At the Tokyo District Court, the three – former Chairman, Tsunehisa Katsumata, former Vice Presidents, Ichiro Takekuro, and Sakae Muto – were acquitted on charges of failing to take measures against tsunamis prior to the disaster at the Fukushima Daiichi Nuclear Power Station.
The legal team for Fukushima disaster victims is expected to appeal to the High Court.
The defence team argued it was impossible to predict the massive flood wave that struck the facilities, while prosecutors demanded five-year prison terms for the three.
The team had argued that the plant operators could have prevented the disaster had they implemented anti-tsunami measures.
The plant suffered meltdowns at three of its six reactors, spewing radioactive material into the air, after it was hit by a magnitude-9 earthquake and a tsunami on March 11, 2011.
The twin disasters killed about 18,400 people in north-eastern Japan.
The nuclear emergency forced hundreds of thousands of residents to leave their homes.
Eight and a half years later, tens of thousands of people are still unable to return home due to radiation contamination.
“We cannot understand this.
“We have been deprived of our homes and hometowns,’’ one Fukushima citizen said in front of the court, in an initial reaction.
To decommission the plant would take four decades, the operator said.

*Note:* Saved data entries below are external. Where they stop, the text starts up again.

//! Bi-keyed page lookup over the base document.
//!
//! Built once after the document is opened; read everywhere afterwards.
//! The only later mutation of a page dictionary is the `/DPart` back-link
//! the hierarchy builder writes, which goes through the document, not
//! through this index.

use std::collections::{BTreeMap, HashMap};

use lopdf::{Document, ObjectId};

use crate::error::{Result, StructureError};

#[derive(Debug, Clone)]
pub struct PageIndex {
    by_number: BTreeMap<u32, ObjectId>,
    by_id: HashMap<ObjectId, u32>,
}

impl PageIndex {
    pub fn new(doc: &Document) -> Result<Self> {
        let by_number = doc.get_pages();
        if by_number.is_empty() {
            return Err(StructureError::MissingObject("page tree".into()).into());
        }
        let by_id = by_number.iter().map(|(n, id)| (*id, *n)).collect();
        Ok(Self { by_number, by_id })
    }

    /// Page object for a 1-based page number
    pub fn id_of(&self, number: u32) -> Result<ObjectId> {
        self.by_number
            .get(&number)
            .copied()
            .ok_or_else(|| StructureError::MissingPage(number).into())
    }

    /// 1-based page number for a page object
    pub fn number_of(&self, id: ObjectId) -> Option<u32> {
        self.by_id.get(&id).copied()
    }

    /// Number of the document's last page
    pub fn last_page(&self) -> u32 {
        // new() rejects empty page trees
        *self.by_number.keys().next_back().unwrap_or(&0)
    }

    pub fn page_count(&self) -> usize {
        self.by_number.len()
    }

    /// Page objects for an inclusive 1-based range, in order
    pub fn range(&self, start: u32, end: u32) -> Result<Vec<ObjectId>> {
        (start..=end).map(|n| self.id_of(n)).collect()
    }
}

The Japan Centre for Economic Research estimated this year that clean-up costs for the meltdowns could reach up to 80 trillion yen ($740 billion).
Yet, no officials from the central government or Tokyo Electric have been found criminally responsible for the world’s worst disaster since the 1986 Chernobyl accident.
Notwithstanding Thursday’s verdict, the government and TEPCO – the operator of the Fukushima Daiichi Nuclear Power Station – are still facing a number of civil lawsuits brought by Fukushima residents.